CBP FINDS ‘NO EVIDENCE’ BORDER PATROL AGENTS WHIPPED HAITIAN MIGRANTS BUT STILL SEEKS TO DISCIPLINE THEM

Arizona border agent

A U.S. Border Patrol agent stands on a cliff looking for migrants that crossed the border wall between the U.S. and Mexico near the city of Sasabe, Arizona, Jan. 23, 2022. (Salwan Georges/The Washington Post via Getty Images)

Multiple Border Patrol agents have told Fox News Digital that morale among agents is at an all-time low as they deal with a combination of a historic migrant crisis and an administration they believe is stopping them from doing their jobs of enforcing the laws of the United States.

"The agents are upset. I've never seen agents so upset as I have under what is currently going on," Brandon Judd, head of the National Border Patrol Council (NBPC) told Fox News Digital in April.

"When you look at, first, how many agents are being pulled out of the field to do administrative duties, that's one thing that's really upsetting the agents, and then on top of that knowing that we’re going to have to face the health risk that we’ll be put under, having to hold people for a much longer period of time than we have in the past — yeah, that's putting an immense amount of stress and pressure on the agents and morale continues to go down," he said.
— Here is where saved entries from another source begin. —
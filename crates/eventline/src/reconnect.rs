//! Reconnect backoff policy.

use std::time::Duration;

/// Growth factor between consecutive reconnect delays.
pub(crate) const BACKOFF_MULTIPLIER: f64 = 1.5;

/// Ceiling on any single reconnect delay.
pub(crate) const MAX_RECONNECT_DELAY: Duration = Duration::from_millis(60_000);

/// Delay before automatic reconnect attempt `attempt` (1-based):
/// `min(base × 1.5^(attempt−1), 60s)`.
pub(crate) fn reconnect_delay(base: Duration, attempt: u32) -> Duration {
    let exponent = attempt.saturating_sub(1);
    let delay = base.as_millis() as f64 * BACKOFF_MULTIPLIER.powi(exponent as i32);
    let capped = delay.min(MAX_RECONNECT_DELAY.as_millis() as f64);
    Duration::from_millis(capped.round() as u64)
}
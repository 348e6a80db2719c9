//! Wire protocol for the Eventline bridge.
//!
//! This crate defines the "language" the bridge speaks:
//!
//! - **Events** ([`Event`] and its variant payloads) — the tagged JSON
//!   objects that travel on the wire, discriminated by their `type` field.
//! - **Codec** ([`codec::decode`] / [`codec::encode`]) — how payloads are
//!   converted to and from those events, including the lossless fallback
//!   for discriminators this crate does not know about.
//! - **Errors** ([`ProtocolError`]) — what can go wrong while doing so.
//!
//! The protocol layer sits between the transport (whole text messages) and
//! the engine (connection lifecycle, dispatch). It knows nothing about
//! sockets or subscribers.

pub mod codec;
mod error;
mod events;

pub use error::ProtocolError;
pub use events::{
    ChatMessage, Established, Event, Generic, Gift, Ping, Pong, SystemNotice,
};
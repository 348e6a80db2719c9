//! Event types carried by the bridge protocol.
//!
//! Every wire payload is a JSON object tagged by a `type` field; each known
//! discriminator maps to one variant of [`Event`]. Field names on the wire
//! are camelCase, so every payload struct carries
//! `#[serde(rename_all = "camelCase")]`.
//!
//! Events are immutable once constructed: the engine decodes them, then
//! hands shared references to subscribers.

use serde::{Deserialize, Serialize};
use serde_json::{Map, Value};

/// A decoded bridge event.
///
/// The enum is closed over the discriminators the bridge documents;
/// anything else decodes into [`Event::Generic`], which preserves the
/// observed discriminator and all other fields verbatim so unknown events
/// can be forwarded losslessly.
#[derive(Debug, Clone, PartialEq)]
pub enum Event {
    /// Greeting sent by the bridge once the connection is accepted.
    Established(Established),
    /// Server heartbeat. Consumed by the engine, never dispatched.
    Ping(Ping),
    /// Heartbeat reply, client to server.
    Pong(Pong),
    /// A chat message relayed from the platform.
    Message(ChatMessage),
    /// A platform system notice. Same shape as a chat message.
    System(SystemNotice),
    /// A gift sent by a viewer.
    Gift(Gift),
    /// Any event with a discriminator this crate does not know.
    Generic(Generic),
}

impl Event {
    /// The wire discriminator for this event.
    pub fn event_type(&self) -> &str {
        match self {
            Event::Established(_) => "established",
            Event::Ping(_) => "ping",
            Event::Pong(_) => "pong",
            Event::Message(_) => "message",
            Event::System(_) => "system",
            Event::Gift(_) => "gift",
            Event::Generic(g) => &g.event_type,
        }
    }

    /// The event's own timestamp in milliseconds since the epoch, when the
    /// bridge supplied one.
    pub fn timestamp(&self) -> Option<i64> {
        match self {
            Event::Established(e) => e.timestamp,
            Event::Ping(e) => e.timestamp,
            Event::Pong(e) => e.timestamp,
            Event::Message(e) => e.timestamp,
            Event::System(e) => e.timestamp,
            Event::Gift(e) => e.timestamp,
            Event::Generic(e) => e.timestamp,
        }
    }
}

/// Payload of the `established` greeting.
#[derive(Debug, Clone, PartialEq, Serialize, Deserialize)]
#[serde(rename_all = "camelCase")]
pub struct Established {
    /// Identifier the bridge assigned to this client.
    pub client_id: String,
    /// Bridge server version, a `major.minor.patch` string.
    pub version: String,
    /// Human-readable welcome line.
    #[serde(default)]
    pub message: String,
    #[serde(default, skip_serializing_if = "Option::is_none")]
    pub timestamp: Option<i64>,
}

/// Payload of a server `ping`.
#[derive(Debug, Clone, Default, PartialEq, Serialize, Deserialize)]
#[serde(rename_all = "camelCase")]
pub struct Ping {
    #[serde(default, skip_serializing_if = "Option::is_none")]
    pub timestamp: Option<i64>,
}

/// Payload of a client `pong` reply.
#[derive(Debug, Clone, Default, PartialEq, Serialize, Deserialize)]
#[serde(rename_all = "camelCase")]
pub struct Pong {
    /// The `timestamp` of the ping this pong answers.
    #[serde(default, skip_serializing_if = "Option::is_none")]
    pub responding_to: Option<i64>,
    #[serde(default, skip_serializing_if = "Option::is_none")]
    pub timestamp: Option<i64>,
}

/// Payload of a relayed chat `message`.
#[derive(Debug, Clone, PartialEq, Serialize, Deserialize)]
#[serde(rename_all = "camelCase")]
pub struct ChatMessage {
    pub id: String,
    /// Numeric code of the originating platform.
    pub origin: i32,
    pub origin_idx: i32,
    /// Platform user id of the sender.
    pub uid: i64,
    pub username: String,
    /// The message text.
    pub message: String,
    /// Event time normalized to milliseconds since the epoch.
    pub timestamp_normalized: i64,
    pub read: bool,
    #[serde(default, skip_serializing_if = "Option::is_none")]
    pub timestamp: Option<i64>,
}

/// Payload of a platform `system` notice.
#[derive(Debug, Clone, PartialEq, Serialize, Deserialize)]
#[serde(rename_all = "camelCase")]
pub struct SystemNotice {
    pub id: String,
    pub origin: i32,
    pub origin_idx: i32,
    pub uid: i64,
    pub username: String,
    pub message: String,
    pub timestamp_normalized: i64,
    pub read: bool,
    #[serde(default, skip_serializing_if = "Option::is_none")]
    pub timestamp: Option<i64>,
}

/// Payload of a viewer `gift`.
#[derive(Debug, Clone, PartialEq, Serialize, Deserialize)]
#[serde(rename_all = "camelCase")]
pub struct Gift {
    pub id: String,
    pub origin: i32,
    pub origin_idx: i32,
    pub uid: i64,
    pub username: String,
    pub gift_name: String,
    pub gift_count: i32,
    pub timestamp_normalized: i64,
    pub read: bool,
    #[serde(default, skip_serializing_if = "Option::is_none")]
    pub timestamp: Option<i64>,
}

/// An event with an unrecognized discriminator.
///
/// `extra` captures every field other than `type` and `timestamp`
/// verbatim, so re-encoding a generic event reproduces the original
/// payload.
#[derive(Debug, Clone, Default, PartialEq, Serialize, Deserialize)]
pub struct Generic {
    /// The discriminator observed on the wire.
    #[serde(skip)]
    pub event_type: String,
    #[serde(default, skip_serializing_if = "Option::is_none")]
    pub timestamp: Option<i64>,
    #[serde(flatten)]
    pub extra: Map<String, Value>,
}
BORDER PATROL WARNS OF ‘ALL-TIME LOW’ MORALE AS MIGRANT NUMBERS SURGE

"Extremely low," one agent said when asked about morale. "We are being mandated to work six days a week every other week and have been for the past few months. It is causing a strain physically as well as emotionally. Personally, I am exhausted. I can deal with the work as it is ,but a 60-hour work week every other week is taking a toll."

DHS Secretary Alejandro Mayorkas acknowledged the morale crisis among agents in February after a visit to the border where he saw some of the anger and frustration from agents in person.

In one exchange in Yuma, an agent turned his back on Mayorkas after accusing him of not allowing agents to do their jobs, while another said that Yuma was better under President Donald Trump as "everyone was doing their jobs."

"It was a tough trip because we confronted a workforce … whose morale is struggling, is down, and that's a responsibility I have to address it, and we certainly met when we got back with a whole team about how we were going to address the challenges," Mayorkas said.

Mayorkas has since touted a pay bump and new hiring for Border Patrol, but many agents have been unhappy with the way that the Biden administration has handled a controversy from last year — where agents were falsely accused of whipping Haitian migrants.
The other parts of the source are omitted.